As policy choices go, the direction North Carolina should take with respect to Medicaid expansion couldn't be clearer. However, we live in interesting times.
Medicaid is a public health insurance program for certain groups of poor and needy people, mostly poor children, poor elderly people, poor blind and disabled people, and recipients of federal cash assistance. With the exception of pregnant women and some parents, NC's Medicaid program generally does not cover able-bodied, working-age adults. Not surprisingly, hundreds of thousands of poor and near-poor working-age adults in the state are uninsured.
Provisions of the Affordable Care Act (ACA) are supposed to change that, starting in 2014. The ACA allows states to expand Medicaid eligibility to all low-income people, living in households with incomes below 133 percent of the federal poverty line. For the first three years of the expansion, the federal government will pay 100 percent of the costs. Starting in 2017, participating states will have to contribute $1 for every $9 that the federal government pays.
In the original legislation, states risked losing all their federal Medicaid money if they chose not to expand their programs. However, the Supreme Court decision upholding most of the ACA scaled that back, and non-participating states will now only forfeit the federal funds directly tied to the expansion. The Supreme Court made it less costly for states, like NC, controlled by the Party of No to, um, say "no."
While NC lawmakers have the ability to say "no," they would be hurting the state far more than they would be helping it.

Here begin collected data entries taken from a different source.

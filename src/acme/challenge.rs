use base64::Engine as _;
use base64::engine::general_purpose::URL_SAFE_NO_PAD;
use serde_json::{Map, Value};
use sha2::{Digest, Sha256};
use thiserror::Error;

pub const URI_ROOT_PATH: &str = ".well-known/acme-challenge";

#[derive(Error, Debug, PartialEq, Eq)]
pub enum ChallengeError {
    #[error("account key is not a JSON object")]
    NotAnObject,
    #[error("unsupported account key type: {0}")]
    UnsupportedKeyType(String),
    #[error("account key is missing the '{0}' member")]
    MissingMember(&'static str),
}

/// Challenge types this plugin can fulfil.
#[derive(Debug, Clone, Copy, PartialEq, Eq)]
pub enum ChallengeType {
    Http01,
}

impl ChallengeType {
    pub fn as_str(&self) -> &'static str {
        match self {
            ChallengeType::Http01 => "http-01",
        }
    }
}

/// Public half of the ACME account key, reduced to its JWK thumbprint.
#[derive(Debug, Clone, PartialEq, Eq)]
pub struct AccountKey {
    thumbprint: String,
}

impl AccountKey {
    pub fn from_jwk(jwk: Value) -> Result<Self, ChallengeError> {
        Ok(Self {
            thumbprint: jwk_thumbprint(&jwk)?,
        })
    }

    /// RFC 7638 SHA-256 thumbprint, base64url without padding.
    pub fn thumbprint(&self) -> &str {
        &self.thumbprint
    }
}

fn jwk_thumbprint(jwk: &Value) -> Result<String, ChallengeError> {
    let object = jwk.as_object().ok_or(ChallengeError::NotAnObject)?;
    let kty = object
        .get("kty")
        .and_then(Value::as_str)
        .ok_or(ChallengeError::MissingMember("kty"))?;

    // Required members, already in lexicographic order.
    let members: &[&'static str] = match kty {
        "RSA" => &["e", "kty", "n"],
        "EC" => &["crv", "kty", "x", "y"],
        "OKP" => &["crv", "kty", "x"],
        other => return Err(ChallengeError::UnsupportedKeyType(other.to_string())),
    };

    let mut canonical = Map::new();
    for &member in members {
        let value = object
            .get(member)
            .and_then(Value::as_str)
            .ok_or(ChallengeError::MissingMember(member))?;
        canonical.insert(member.to_string(), Value::String(value.to_string()));
    }

    let serialized = Value::Object(canonical).to_string();
    let digest = Sha256::digest(serialized.as_bytes());
    Ok(URL_SAFE_NO_PAD.encode(digest))
}

/// An HTTP-01 challenge as issued by the ACME server.
#[derive(Debug, Clone, PartialEq, Eq)]
pub struct Http01Challenge {
    token: String,
}

impl Http01Challenge {
    pub fn new(token: impl Into<String>) -> Self {
        Self {
            token: token.into(),
        }
    }

    pub fn token(&self) -> &str {
        &self.token
    }

    /// Resource path the validator fetches, e.g.
    /// `/.well-known/acme-challenge/<token>`.
    pub fn path(&self) -> String {
        format!("/{URI_ROOT_PATH}/{}", self.token)
    }

    pub fn uri(&self, domain: &str, port: u16) -> String {
        let host = idna::domain_to_ascii(domain).unwrap_or_else(|_| domain.to_string());
        if port == 80 {
            format!("http://{host}{}", self.path())
        } else {
            format!("http://{host}:{port}{}", self.path())
        }
    }

    pub fn key_authorization(&self, account_key: &AccountKey) -> String {
        format!("{}.{}", self.token, account_key.thumbprint())
    }

    pub fn response(&self, account_key: &AccountKey) -> Http01Response {
        Http01Response {
            key_authorization: self.key_authorization(account_key),
        }
    }
}

/// Answer to an HTTP-01 challenge; the same text must be served at the
/// challenge path.
#[derive(Debug, Clone, PartialEq, Eq)]
pub struct Http01Response {
    key_authorization: String,
}

impl Http01Response {
    pub fn key_authorization(&self) -> &str {
        &self.key_authorization
    }

    /// True when this response was built for `challenge` with `account_key`.
    pub fn verify_key_authorization(
        &self,
        challenge: &Http01Challenge,
        account_key: &AccountKey,
    ) -> bool {
        match self.key_authorization.split_once('.') {
            Some((token, thumbprint)) => {
                token == challenge.token() && thumbprint == account_key.thumbprint()
            }
            None => false,
        }
    }
}

/// One pending domain validation: the challenge plus the domain it is for
/// and the account that must answer it.
#[derive(Debug, Clone)]
pub struct AnnotatedChallenge {
    pub domain: String,
    pub challenge: Http01Challenge,
    pub account_key: AccountKey,
}

impl AnnotatedChallenge {
    pub fn new(
        domain: impl Into<String>,
        challenge: Http01Challenge,
        account_key: AccountKey,
    ) -> Self {
        Self {
            domain: domain.into(),
            challenge,
            account_key,
        }
    }

    pub fn path(&self) -> String {
        self.challenge.path()
    }

    /// The response to report and the exact bytes to publish.
    pub fn response_and_validation(&self) -> (Http01Response, Vec<u8>) {
        let response = self.challenge.response(&self.account_key);
        let validation = response.key_authorization().as_bytes().to_vec();
        (response, validation)
    }
}
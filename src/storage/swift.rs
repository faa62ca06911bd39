use log::{debug, info};
use reqwest::Url;
use reqwest::header::CONTENT_TYPE;

use super::http;
use super::{ObjectStore, StorageError, StorageSession};

const AUTH_USER_HEADER: &str = "X-Auth-User";
const AUTH_KEY_HEADER: &str = "X-Auth-Key";
const AUTH_TOKEN_HEADER: &str = "X-Auth-Token";
const STORAGE_URL_HEADER: &str = "X-Storage-Url";

/// OpenStack Swift account reached through v1.0 token auth.
pub struct SwiftStore {
    auth_url: String,
    user: String,
    key: String,
}

impl SwiftStore {
    pub fn new(auth_url: String, user: String, key: String) -> Self {
        Self {
            auth_url,
            user,
            key,
        }
    }
}

impl ObjectStore for SwiftStore {
    fn open_session(&self) -> Result<Box<dyn StorageSession>, StorageError> {
        debug!("[swift] authenticating {} against {}", self.user, self.auth_url);
        let response = http::client()
            .get(&self.auth_url)
            .header(AUTH_USER_HEADER, &self.user)
            .header(AUTH_KEY_HEADER, &self.key)
            .send()
            .map_err(|err| StorageError::Authentication(format!("auth request failed: {err}")))?;

        if !response.status().is_success() {
            let status = response.status();
            let body = response.text().unwrap_or_default();
            return Err(StorageError::Authentication(format!(
                "auth endpoint returned {status}: {}",
                body.trim()
            )));
        }

        let header = |name: &'static str| {
            response
                .headers()
                .get(name)
                .and_then(|value| value.to_str().ok())
                .map(|value| value.trim().to_string())
                .filter(|value| !value.is_empty())
                .ok_or(StorageError::MissingHeader(name))
        };
        let storage_url = header(STORAGE_URL_HEADER)?;
        let token = header(AUTH_TOKEN_HEADER)?;

        info!("[swift] session opened for {} at {}", self.user, storage_url);
        Ok(Box::new(SwiftSession::new(storage_url, token)))
    }
}

pub struct SwiftSession {
    storage_url: String,
    token: String,
}

impl SwiftSession {
    pub fn new(storage_url: String, token: String) -> Self {
        Self { storage_url, token }
    }

    /// `{storage_url}/{container}/{name}` with each segment percent-encoded.
    /// The name is split on `/` verbatim, so a leading slash leaves an empty
    /// segment behind the container.
    pub fn object_url(&self, container: &str, name: &str) -> Result<Url, StorageError> {
        let mut url = Url::parse(&self.storage_url).map_err(|err| {
            StorageError::Transport(format!("invalid storage url {}: {err}", self.storage_url))
        })?;
        {
            let mut segments = url.path_segments_mut().map_err(|_| {
                StorageError::Transport(format!(
                    "storage url {} cannot carry object paths",
                    self.storage_url
                ))
            })?;
            segments.pop_if_empty().push(container).extend(name.split('/'));
        }
        Ok(url)
    }
}

impl StorageSession for SwiftSession {
    fn storage_url(&self) -> &str {
        &self.storage_url
    }

    fn auth_token(&self) -> &str {
        &self.token
    }

    fn put_object(
        &self,
        container: &str,
        name: &str,
        contents: &[u8],
        content_type: Option<&str>,
    ) -> Result<(), StorageError> {
        let url = self.object_url(container, name)?;
        debug!("[swift] PUT {} ({} bytes)", url, contents.len());
        let mut request = http::client()
            .put(url)
            .header(AUTH_TOKEN_HEADER, &self.token)
            .body(contents.to_vec());
        if let Some(content_type) = content_type {
            request = request.header(CONTENT_TYPE, content_type);
        }
        let response = request
            .send()
            .map_err(|err| http::transport_error("object upload", err))?;

        if !response.status().is_success() {
            let status = response.status();
            let body = response.text().unwrap_or_default();
            return Err(http::status_error("object upload", status, Some(body)));
        }
        Ok(())
    }

    fn delete_object(&self, container: &str, name: &str) -> Result<(), StorageError> {
        let url = self.object_url(container, name)?;
        debug!("[swift] DELETE {}", url);
        let response = http::client()
            .delete(url)
            .header(AUTH_TOKEN_HEADER, &self.token)
            .send()
            .map_err(|err| http::transport_error("object delete", err))?;

        if !response.status().is_success() {
            let status = response.status();
            let body = response.text().unwrap_or_default();
            return Err(http::status_error("object delete", status, Some(body)));
        }
        Ok(())
    }
}
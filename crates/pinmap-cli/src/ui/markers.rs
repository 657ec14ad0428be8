//! Marker set shown on the map.

use pinmap_core::{Pin, PinPopup};
use ratatui::layout::Rect;

use super::viewport::MapViewport;

/// A pin placed on the map together with its popup content.
#[derive(Debug, Clone, PartialEq)]
pub struct Marker {
    /// The pin as received from the server
    pub pin: Pin,
    /// Popup shown when the marker is selected
    pub popup: PinPopup,
}

impl Marker {
    fn new(pin: Pin) -> Self {
        let popup = PinPopup::for_pin(&pin);
        Self { pin, popup }
    }
}

/// The map's markers, replaced wholesale by each completed load.
///
/// Loads are numbered; only the answer to the most recently issued load is applied,
/// so a slow stale response can't overwrite newer data.
#[derive(Debug, Default)]
pub struct MarkerLayer {
    markers: Vec<Marker>,
    issued_generation: u64,
}

impl MarkerLayer {
    /// Reserves the generation number for a new load request.
    pub fn next_generation(&mut self) -> u64 {
        self.issued_generation += 1;
        self.issued_generation
    }

    /// Whether `generation` is the most recently issued load.
    pub fn is_current(&self, generation: u64) -> bool {
        generation == self.issued_generation
    }

    /// Replaces the markers with `pins` if `generation` is the newest load.
    ///
    /// Returns whether the pins were applied. Pins with invalid coordinates are skipped.
    pub fn apply(&mut self, generation: u64, pins: Vec<Pin>) -> bool {
        if !self.is_current(generation) {
            tracing::debug!(
                "Discarding stale pin load {generation} (newest is {})",
                self.issued_generation
            );
            return false;
        }

        self.markers = pins
            .into_iter()
            .filter(|pin| {
                let valid = pin.location().is_valid();
                if !valid {
                    tracing::warn!(
                        "Skipping pin {:?} with invalid coordinates ({}, {})",
                        pin.name,
                        pin.lat,
                        pin.lng
                    );
                }
                valid
            })
            .map(Marker::new)
            .collect();
        true
    }

    /// Number of markers.
    pub fn len(&self) -> usize {
        self.markers.len()
    }

    /// Whether there are no markers.
    pub fn is_empty(&self) -> bool {
        self.markers.is_empty()
    }

    /// Marker at `index`.
    pub fn get(&self, index: usize) -> Option<&Marker> {
        self.markers.get(index)
    }

    /// All markers in load order.
    pub fn iter(&self) -> impl Iterator<Item = &Marker> {
        self.markers.iter()
    }

    /// Marker drawn at or next to a cell, nearest first.
    pub fn hit_test(
        &self,
        viewport: &MapViewport,
        area: Rect,
        column: u16,
        row: u16,
    ) -> Option<usize> {
        self.markers
            .iter()
            .enumerate()
            .filter_map(|(index, marker)| {
                let (marker_column, marker_row) =
                    viewport.latlng_to_cell(area, marker.pin.location())?;
                let distance = marker_column.abs_diff(column).max(marker_row.abs_diff(row));
                (distance <= 1).then_some((distance, index))
            })
            .min()
            .map(|(_, index)| index)
    }
}

#[cfg(test)]
mod tests {
    use super::*;
    use pinmap_core::LatLng;

    fn pin(name: &str, lat: f64, lng: f64) -> Pin {
        Pin {
            name: name.to_owned(),
            lat,
            lng,
            author: "asha".to_owned(),
            image_url: None,
        }
    }

    #[test]
    fn test_apply_replaces_markers() {
        let mut layer = MarkerLayer::default();
        let first = layer.next_generation();
        assert!(layer.apply(first, vec![pin("A", 24.79, 85.0), pin("B", 24.8, 85.01)]));
        assert_eq!(layer.len(), 2);

        let second = layer.next_generation();
        assert!(layer.apply(second, vec![pin("A", 24.79, 85.0), pin("B", 24.8, 85.01)]));
        assert_eq!(layer.len(), 2, "Reloading must not duplicate markers");
    }

    #[test]
    fn test_stale_generation_is_discarded() {
        let mut layer = MarkerLayer::default();
        let stale = layer.next_generation();
        let fresh = layer.next_generation();

        assert!(layer.apply(fresh, vec![pin("Fresh", 1.0, 1.0)]));
        assert!(!layer.apply(stale, vec![pin("Stale", 2.0, 2.0)]));
        assert_eq!(layer.get(0).map(|marker| marker.pin.name.as_str()), Some("Fresh"));
    }

    #[test]
    fn test_invalid_coordinates_skipped() {
        let mut layer = MarkerLayer::default();
        let generation = layer.next_generation();
        layer.apply(generation, vec![pin("Good", 10.0, 10.0), pin("Bad", 95.0, 10.0)]);
        assert_eq!(layer.len(), 1);
    }

    #[test]
    fn test_hit_test_finds_adjacent_marker() {
        let area = Rect::new(0, 0, 60, 20);
        let viewport = MapViewport::new(LatLng::new(24.7954, 85.0039), 14);
        let target = viewport.cell_to_latlng(area, 30, 10).unwrap();

        let mut layer = MarkerLayer::default();
        let generation = layer.next_generation();
        layer.apply(generation, vec![pin("Here", target.lat, target.lng)]);

        assert_eq!(layer.hit_test(&viewport, area, 30, 10), Some(0));
        assert_eq!(layer.hit_test(&viewport, area, 31, 11), Some(0));
        assert_eq!(layer.hit_test(&viewport, area, 33, 10), None);
    }
}
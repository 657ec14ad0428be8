//! Layout calculation utilities for UI components
//!
//! The renderer records the map area it actually drew so mouse clicks are
//! projected through the same rectangle.

use ratatui::layout::Rect;

/// Cache of actual rendered layout dimensions
#[derive(Debug, Clone, Copy, Default)]
pub struct LayoutCache {
    /// Inner map area (inside the border) from the last render
    pub map_area: Option<Rect>,
}

impl LayoutCache {
    /// Creates a new empty layout cache
    pub fn new() -> Self {
        Self::default()
    }
}

/// Rectangle of `width` x `height` centered in `area`, shrunk to fit.
pub fn centered_rect(width: u16, height: u16, area: Rect) -> Rect {
    let width = width.min(area.width);
    let height = height.min(area.height);
    Rect {
        x: area.x + (area.width - width) / 2,
        y: area.y + (area.height - height) / 2,
        width,
        height,
    }
}

/// Rectangle of `width` x `height` placed just below and right of `anchor`.
///
/// Flips above or left of the anchor when it would leave `area`, and shrinks to fit.
pub fn anchored_rect(anchor: (u16, u16), width: u16, height: u16, area: Rect) -> Rect {
    let width = width.min(area.width);
    let height = height.min(area.height);
    let (column, row) = anchor;
    let right = area.x + area.width;
    let bottom = area.y + area.height;

    let x = if column.saturating_add(1).saturating_add(width) <= right {
        column.saturating_add(1)
    } else {
        column.saturating_sub(width).max(area.x)
    };
    let y = if row.saturating_add(1).saturating_add(height) <= bottom {
        row.saturating_add(1)
    } else {
        row.saturating_sub(height).max(area.y)
    };

    Rect {
        x: x.min(right - width),
        y: y.min(bottom - height),
        width,
        height,
    }
}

Health insurance coverage. The Kaiser Family Foundation and the Urban Institute estimate that the expansion will increase the number of North Carolinians with health insurance by 387,000 and that other provisions of the ACA will further increase insurance coverage by 408,000. Overall, the percentage of NC residents without insurance would fall by half, with roughly half of that amount being due to the Medicaid expansion. Put another way, 387,000 people will go without health insurance if the legislature turns the program down.
Health. NC already has below-average health outcomes; the United Health Foundation ranks NC 33rd among the states. The poor outcome is due in part to the large number of residents who lack health insurance. Ultimately, those health disparities contribute to shorter lives. The average age-adjusted death rate in NC in 2011 was 790.8 per 100,000 people, far above the national average of 740.6. If Republican lawmakers truly "respect life," they will support the expansion.
Jobs, jobs, jobs. There are more prosaic reasons to support the expansion--it will bring a ton of federal money into the state and boost the economy. The Kaiser Family Foundation and the Urban Institute estimate that the expansion will bring nearly $44.7 billion in federal money into the state over the next ten years, while costing the state $5.1 billion. Thus, the net inflow is about $4 billion per year. The new Medicaid funds will be spent on health care jobs. A state with a sputtering economy and the fifth highest unemployment rate in the country can ill afford to pass on nearly $40 billion in net federally-funded spending.
Better health outcomes (again for working-age adults) also mean higher productivity, which will improve NC's competitiveness, bolster businesses' bottom lines, and put more money in workers' pockets. Because poor health interferes with work, expanded insurance will also increase the labor force, reduce work intermittency, and lower poverty. The expansion is a "pro-business, pro-growth" policy.
Why might lawmakers turn it down? In a word, spite. The Party of No has a chance to nullify part of Obamacare. If the President supports something, Republicans reflexively reject it. Lawmakers seem willing to do this despite the harm to the lives and well-being of the poor and the hit to the economy--willing to cut off the nose to spite the face.
Cheering on the Party of No will be its many elderly pull-up-the-ladder-I've-got-mine supporters, who will be secure in their federally-funded Medicare and will continue to consume vast amounts of Medicaid funding.
Other NC residents can console themselves over the next few years as they write their checks to the IRS to pay for Medicaid expansions (and the attendant benefits) in other states.